Prof Lawrence Stanton said, "There is now great excitement about the revelation that RNA is more than just a messenger carrying genetic information that encodes for proteins. New classes of RNA, called long non-coding RNAs (lncRNA), have been discovered, which are capable of unanticipated functional diversity. However, systematic functional investigations of exactly what, and how, lncRNAs do in our cells remain scant.
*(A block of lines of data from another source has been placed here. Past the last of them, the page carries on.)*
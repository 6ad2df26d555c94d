//! Domain Error Types
//!
//! Pure domain errors that don't depend on infrastructure. These represent
//! business rule violations and invariant failures; they are independent of
//! the web/infrastructure layer and are wrapped into `AppError` at the edge.

use thiserror::Error;

#[derive(Debug, Error, Clone, PartialEq)]
pub enum DomainError {
    /// Event does not exist, or exists but is inactive.
    #[error("Event not found: {0}")]
    EventNotFound(String),

    /// User does not exist.
    #[error("User not found: {0}")]
    UserNotFound(String),

    /// Registration does not exist for the (user, event) pair.
    #[error("Registration not found")]
    RegistrationNotFound,

    /// Event has already reached capacity.
    #[error("Event has reached capacity")]
    EventFull,

    /// Event's `date_time` is not strictly in the future.
    #[error("Event has already started or finished")]
    EventPast,

    /// A confirmed registration already exists for this (user, event) pair.
    #[error("User is already registered for this event")]
    AlreadyRegistered,

    /// Actor attempted to cancel a registration that is not theirs, without
    /// holding the elevated capability.
    #[error("You may only cancel your own registration")]
    ForbiddenCancel,

    /// Actor attempted to modify an event they do not own, without holding
    /// the elevated capability.
    #[error("You may only modify events you own")]
    ForbiddenEventEdit,

    /// Candidate event falls within the owner's scheduling-conflict window.
    #[error("Event conflicts with another event you own within {window_minutes} minutes")]
    SchedulingConflict { window_minutes: i64 },

    /// A field failed validation (length, charset, range).
    #[error("Invalid input: {0}")]
    InvalidInput(String),

    /// Capacity would be reduced below the current confirmed registration count.
    #[error("Cannot reduce capacity below {current_registrations} confirmed registrations")]
    CapacityBelowCurrent { current_registrations: i32 },

    /// Aggregate/row version conflict (used only by the retry classifier,
    /// surfaces to clients as a transient error rather than a business one).
    #[error("Concurrent modification detected, retry")]
    ConcurrencyConflict,
}

impl DomainError {
    /// Client-caused errors (4xx, not retryable by the engine itself).
    pub fn is_client_error(&self) -> bool {
        matches!(
            self,
            Self::EventFull
                | Self::EventPast
                | Self::AlreadyRegistered
                | Self::ForbiddenCancel
                | Self::ForbiddenEventEdit
                | Self::SchedulingConflict { .. }
                | Self::InvalidInput(_)
                | Self::CapacityBelowCurrent { .. }
                | Self::RegistrationNotFound
                | Self::EventNotFound(_)
                | Self::UserNotFound(_)
        )
    }

    /// Conflicts where a retry at a higher layer (not the caller) may help.
    pub fn is_conflict_error(&self) -> bool {
        matches!(self, Self::ConcurrencyConflict)
    }
}

#[cfg(test)]
mod tests {
    use super::*;

    #[test]
    fn test_event_full_is_client_error() {
        let err = DomainError::EventFull;
        assert!(err.is_client_error());
        assert!(!err.is_conflict_error());
    }

    #[test]
    fn test_scheduling_conflict_message() {
        let err = DomainError::SchedulingConflict { window_minutes: 60 };
        assert!(err.to_string().contains("60 minutes"));
    }

    #[test]
    fn test_concurrency_conflict_is_conflict_error() {
        let err = DomainError::ConcurrencyConflict;
        assert!(!err.is_client_error());
        assert!(err.is_conflict_error());
    }

    #[test]
    fn test_capacity_below_current_message() {
        let err = DomainError::CapacityBelowCurrent {
            current_registrations: 5,
        };
        assert!(err.to_string().contains('5'));
    }
}
//! Integration tests for the `Store` layer against a real Postgres instance.
//!
//! Exercises row locking, the bounds-checked counter bump, and the
//! uniqueness/foreign-key constraints the storage layer enforces as
//! defense-in-depth (§4.1) independent of the Registration Engine that
//! normally sits in front of it.

use chrono::{Duration, Utc};
use registry_engine::store::{RegistrationStatus, Store};

mod common;

#[tokio::test]
async fn test_insert_and_find_event() {
    let pool = common::setup_test_db().await;
    let store = Store::new(pool.clone());
    let owner = common::seed_user(&pool, "Owner", "owner@example.com").await;

    let mut tx = store.begin().await.unwrap();
    let created = store
        .insert_event(
            &mut tx,
            "Rust Meetup",
            Some("Monthly meetup"),
            Utc::now() + Duration::days(10),
            Some("Remote"),
            10,
            owner,
        )
        .await
        .unwrap();
    tx.commit().await.unwrap();

    assert_eq!(created.current_registrations, 0);
    assert!(created.is_active);

    let mut tx = store.begin().await.unwrap();
    let found = store.find_event_tx(&mut tx, created.id).await.unwrap().unwrap();
    tx.commit().await.unwrap();
    assert_eq!(found.id, created.id);
    assert_eq!(found.capacity, 10);
}

#[tokio::test]
async fn test_lock_event_for_update_returns_none_for_missing_event() {
    let pool = common::setup_test_db().await;
    let store = Store::new(pool.clone());

    let mut tx = store.begin().await.unwrap();
    let missing = store
        .lock_event_for_update(&mut tx, uuid::Uuid::new_v4())
        .await
        .unwrap();
    tx.rollback().await.unwrap();

    assert!(missing.is_none());
}

#[tokio::test]
async fn test_bump_event_counter_respects_capacity_bound() {
    let pool = common::setup_test_db().await;
    let store = Store::new(pool.clone());
    let owner = common::seed_user(&pool, "Owner", "owner2@example.com").await;

    let mut tx = store.begin().await.unwrap();
    let event = store
        .insert_event(&mut tx, "Small Event", None, Utc::now() + Duration::days(5), None, 1, owner)
        .await
        .unwrap();
    tx.commit().await.unwrap();

    let mut tx = store.begin().await.unwrap();
    let bumped = store.bump_event_counter(&mut tx, event.id, 1).await.unwrap();
    assert_eq!(bumped.current_registrations, 1);
    tx.commit().await.unwrap();

    // A second +1 would push current_registrations above capacity=1 and
    // must fail rather than silently overshoot.
    let mut tx = store.begin().await.unwrap();
    let overflow = store.bump_event_counter(&mut tx, event.id, 1).await;
    assert!(overflow.is_err());
    tx.rollback().await.unwrap();
}

#[tokio::test]
async fn test_bump_event_counter_rejects_negative_underflow() {
    let pool = common::setup_test_db().await;
    let store = Store::new(pool.clone());
    let owner = common::seed_user(&pool, "Owner", "owner3@example.com").await;

    let mut tx = store.begin().await.unwrap();
    let event = store
        .insert_event(&mut tx, "Empty Event", None, Utc::now() + Duration::days(5), None, 5, owner)
        .await
        .unwrap();
    tx.commit().await.unwrap();

    let mut tx = store.begin().await.unwrap();
    let underflow = store.bump_event_counter(&mut tx, event.id, -1).await;
    assert!(underflow.is_err());
    tx.rollback().await.unwrap();
}

#[tokio::test]
async fn test_registration_uniqueness_per_user_event_pair() {
    let pool = common::setup_test_db().await;
    let store = Store::new(pool.clone());
    let owner = common::seed_user(&pool, "Owner", "owner4@example.com").await;
    let attendee = common::seed_user(&pool, "Attendee", "attendee@example.com").await;

    let mut tx = store.begin().await.unwrap();
    let event = store
        .insert_event(&mut tx, "Conference", None, Utc::now() + Duration::days(20), None, 100, owner)
        .await
        .unwrap();
    tx.commit().await.unwrap();

    let mut tx = store.begin().await.unwrap();
    store
        .insert_registration(&mut tx, attendee, event.id, RegistrationStatus::Confirmed, Utc::now())
        .await
        .unwrap();
    tx.commit().await.unwrap();

    let mut tx = store.begin().await.unwrap();
    let duplicate = store
        .insert_registration(&mut tx, attendee, event.id, RegistrationStatus::Confirmed, Utc::now())
        .await;
    tx.rollback().await.unwrap();

    assert!(matches!(
        duplicate,
        Err(registry_engine::store::StoreError::UniqueViolation)
    ));
}

#[tokio::test]
async fn test_registration_status_round_trips_through_cancellation() {
    let pool = common::setup_test_db().await;
    let store = Store::new(pool.clone());
    let owner = common::seed_user(&pool, "Owner", "owner5@example.com").await;
    let attendee = common::seed_user(&pool, "Attendee", "attendee2@example.com").await;

    let mut tx = store.begin().await.unwrap();
    let event = store
        .insert_event(&mut tx, "Workshop", None, Utc::now() + Duration::days(3), None, 20, owner)
        .await
        .unwrap();
    let reg_id = store
        .insert_registration(&mut tx, attendee, event.id, RegistrationStatus::Confirmed, Utc::now())
        .await
        .unwrap();
    tx.commit().await.unwrap();

    let mut tx = store.begin().await.unwrap();
    store
        .update_registration_status(&mut tx, reg_id, RegistrationStatus::Cancelled, Utc::now())
        .await
        .unwrap();
    tx.commit().await.unwrap();

    let mut tx = store.begin().await.unwrap();
    let reg = store.find_registration(&mut tx, attendee, event.id).await.unwrap().unwrap();
    tx.rollback().await.unwrap();

    assert_eq!(reg.status, RegistrationStatus::Cancelled);
}

#[tokio::test]
async fn test_find_owner_event_in_window_detects_overlap() {
    let pool = common::setup_test_db().await;
    let store = Store::new(pool.clone());
    let owner = common::seed_user(&pool, "Owner", "owner6@example.com").await;

    let anchor = Utc::now() + Duration::days(14);

    let mut tx = store.begin().await.unwrap();
    store
        .insert_event(&mut tx, "Existing Event", None, anchor, None, 10, owner)
        .await
        .unwrap();
    tx.commit().await.unwrap();

    let mut tx = store.begin().await.unwrap();
    let conflict = store
        .find_owner_event_in_window(
            &mut tx,
            owner,
            anchor - Duration::hours(1),
            anchor + Duration::hours(1),
            None,
        )
        .await
        .unwrap();
    tx.rollback().await.unwrap();

    assert!(conflict.is_some());
}
//! Validated domain primitives
//!
//! Smart constructors for the small set of values the registration engine
//! and event service must never see in an invalid state. Each type validates
//! at construction and carries its own exhaustive, per-rule test suite.

use std::fmt;

use chrono::{DateTime, Duration, Utc};

const MAX_TITLE_LEN: usize = 500;
const MAX_DESCRIPTION_LEN: usize = 10_000;
const MAX_LOCATION_LEN: usize = 500;

/// A non-empty, bounded, charset-restricted event title.
#[derive(Debug, Clone, PartialEq, Eq)]
pub struct Title(String);

impl Title {
    pub fn new(raw: impl Into<String>) -> Result<Self, PrimitiveError> {
        let raw = raw.into();
        let trimmed = raw.trim();

        if trimmed.is_empty() {
            return Err(PrimitiveError::new("title", "must not be empty"));
        }
        if trimmed.chars().count() > MAX_TITLE_LEN {
            return Err(PrimitiveError::new(
                "title",
                format!("must be at most {} characters", MAX_TITLE_LEN),
            ));
        }
        if !trimmed.chars().all(is_allowed_title_char) {
            return Err(PrimitiveError::new(
                "title",
                "contains characters outside the allowed set",
            ));
        }

        Ok(Self(trimmed.to_string()))
    }

    pub fn as_str(&self) -> &str {
        &self.0
    }
}

fn is_allowed_title_char(c: char) -> bool {
    c.is_alphanumeric() || c.is_whitespace() || "-_.,!?()".contains(c)
}

impl fmt::Display for Title {
    fn fmt(&self, f: &mut fmt::Formatter<'_>) -> fmt::Result {
        write!(f, "{}", self.0)
    }
}

/// An optional free-text description, bounded in length.
#[derive(Debug, Clone, PartialEq, Eq)]
pub struct Description(String);

impl Description {
    pub fn new(raw: impl Into<String>) -> Result<Self, PrimitiveError> {
        let raw = raw.into();
        if raw.chars().count() > MAX_DESCRIPTION_LEN {
            return Err(PrimitiveError::new(
                "description",
                format!("must be at most {} characters", MAX_DESCRIPTION_LEN),
            ));
        }
        Ok(Self(raw))
    }

    pub fn as_str(&self) -> &str {
        &self.0
    }
}

/// An optional event location, bounded in length.
#[derive(Debug, Clone, PartialEq, Eq)]
pub struct Location(String);

impl Location {
    pub fn new(raw: impl Into<String>) -> Result<Self, PrimitiveError> {
        let raw = raw.into();
        let trimmed = raw.trim();
        if trimmed.is_empty() {
            return Err(PrimitiveError::new("location", "must not be empty"));
        }
        if trimmed.chars().count() > MAX_LOCATION_LEN {
            return Err(PrimitiveError::new(
                "location",
                format!("must be at most {} characters", MAX_LOCATION_LEN),
            ));
        }
        Ok(Self(trimmed.to_string()))
    }

    pub fn as_str(&self) -> &str {
        &self.0
    }
}

/// A capacity bounded to a configured `[min, max]` range.
#[derive(Debug, Clone, Copy, PartialEq, Eq, PartialOrd, Ord)]
pub struct Capacity(i32);

impl Capacity {
    pub fn new(value: i32, min: i32, max: i32) -> Result<Self, PrimitiveError> {
        if value < min || value > max {
            return Err(PrimitiveError::new(
                "capacity",
                format!("must be between {} and {}", min, max),
            ));
        }
        Ok(Self(value))
    }

    pub fn value(self) -> i32 {
        self.0
    }
}

/// An event `date_time` that has been checked to lie strictly within the
/// configured lead-time window relative to `now`.
#[derive(Debug, Clone, Copy, PartialEq, Eq)]
pub struct EventWindow(DateTime<Utc>);

impl EventWindow {
    /// Validate `date_time` lies strictly between `now + min_offset` and
    /// `now + max_offset`.
    pub fn new(
        date_time: DateTime<Utc>,
        now: DateTime<Utc>,
        min_offset: Duration,
        max_offset: Duration,
    ) -> Result<Self, PrimitiveError> {
        let earliest = now + min_offset;
        let latest = now + max_offset;

        if date_time <= earliest {
            return Err(PrimitiveError::new(
                "date_time",
                format!("must be at least {} from now", format_duration(min_offset)),
            ));
        }
        if date_time >= latest {
            return Err(PrimitiveError::new(
                "date_time",
                format!("must be at most {} from now", format_duration(max_offset)),
            ));
        }

        Ok(Self(date_time))
    }

    pub fn value(self) -> DateTime<Utc> {
        self.0
    }
}

fn format_duration(d: Duration) -> String {
    if d.num_days() >= 1 && d.num_hours() % 24 == 0 {
        format!("{} days", d.num_days())
    } else {
        format!("{} minutes", d.num_minutes())
    }
}

/// A single validation failure on a named field.
#[derive(Debug, Clone, PartialEq, Eq, thiserror::Error)]
#[error("{field}: {reason}")]
pub struct PrimitiveError {
    pub field: String,
    pub reason: String,
}

impl PrimitiveError {
    fn new(field: &str, reason: impl Into<String>) -> Self {
        Self {
            field: field.to_string(),
            reason: reason.into(),
        }
    }
}

impl From<PrimitiveError> for crate::domain::DomainError {
    fn from(e: PrimitiveError) -> Self {
        crate::domain::DomainError::InvalidInput(e.to_string())
    }
}
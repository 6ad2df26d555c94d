//! Identity Adapter
//!
//! Resolves an `X-API-Key` credential to a principal, grounded on the
//! teacher's `AuthenticatedApiKey` lookup in `api/middleware.rs` (SHA-256 hash
//! against the stored `key_hash`, with API-key scope checked via
//! `has_permission`).

use sha2::{Digest, Sha256};
use uuid::Uuid;

use crate::store::{ApiKeyRow, Store};

/// The authenticated identity attached to a request, distinct from
/// `OperationContext` (which carries the correlation id/client ip alongside
/// it); kept separate so handlers that only need the API key's scope don't
/// have to thread the whole context through.
#[derive(Debug, Clone)]
pub struct Principal {
    pub api_key_id: Uuid,
    pub principal_id: Uuid,
    pub permissions: Vec<String>,
}

impl Principal {
    pub fn is_elevated(&self) -> bool {
        self.permissions.iter().any(|p| p == "admin")
    }

    pub fn has_permission(&self, permission: &str) -> bool {
        self.permissions.iter().any(|p| p == permission || p == "admin")
    }
}

impl From<ApiKeyRow> for Principal {
    fn from(row: ApiKeyRow) -> Self {
        Self {
            api_key_id: row.id,
            principal_id: row.principal_id,
            permissions: row.permissions,
        }
    }
}

pub struct IdentityAdapter {
    store: Store,
}

#[derive(Debug, Clone, PartialEq, Eq, thiserror::Error)]
pub enum IdentityError {
    #[error("API key is invalid or unknown")]
    InvalidCredential,
    #[error("API key has been disabled")]
    Disabled,
}

impl IdentityAdapter {
    pub fn new(store: Store) -> Self {
        Self { store }
    }

    /// Resolve a raw `X-API-Key` credential into a `Principal`. Hashes the
    /// presented key with SHA-256 and looks it up by digest, the same way
    /// `generate_api_key`/`auth_middleware` compare `encode(sha256(...))`
    /// rather than storing the key in plaintext.
    pub async fn resolve(&self, raw_key: &str) -> Result<Principal, IdentityError> {
        let key_hash = hash_key(raw_key);

        let row = self
            .store
            .find_api_key_by_hash(&key_hash)
            .await
            .map_err(|_| IdentityError::InvalidCredential)?
            .ok_or(IdentityError::InvalidCredential)?;

        if !row.is_active {
            return Err(IdentityError::Disabled);
        }

        let api_key_id = row.id;
        let principal = Principal::from(row);

        let _ = self.store.touch_api_key(api_key_id).await;

        Ok(principal)
    }
}

pub fn hash_key(raw_key: &str) -> String {
    format!("{:x}", Sha256::digest(raw_key.as_bytes()))
}

/// Generate a fresh API key plus its digest, following the format the
/// teacher's `generate_api_key()` uses: a random prefix for display purposes
/// and the full key hashed before it is ever persisted.
pub fn generate_api_key() -> (String, String, String) {
    use rand::Rng;

    let mut rng = rand::thread_rng();
    let random_bytes: [u8; 24] = rng.gen();
    let key = format!("evt_live_{}", hex::encode(random_bytes));
    let prefix = key[..8].to_string();
    let hash = hash_key(&key);

    (key, prefix, hash)
}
Our study paves the way for understanding a crucial role played by a lncRNA in human neurons."
Associate Professor Leonard Lipovich from the Center for Molecular Medicine and Genetics at the Wayne State University and a member of Gencode, said that, "In their paper in Molecular Cell, Stanton and colleagues show how RMST, a human lncRNA, directly regulates SOX2, a key transcription factor protein that is instrumental for directing the birth of new neurons. Even more intriguingly, they highlight that RMST controls SOX2 by directly interacting with the protein."
"The paper is therefore an important advance in the still nascent and controversial field of riboregulators, or RNAs that regulate proteins in our cells. DNA-binding proteins that turn genes on and off were traditionally thought to be distinct from RNA-binding proteins. Stanton et al, however, illuminate the cryptic, yet crucial, RNA-binding roles for DNA-binding transcription factors: lncRNAs just might be the definitive regulatory switch that controls these factors' activity," he added.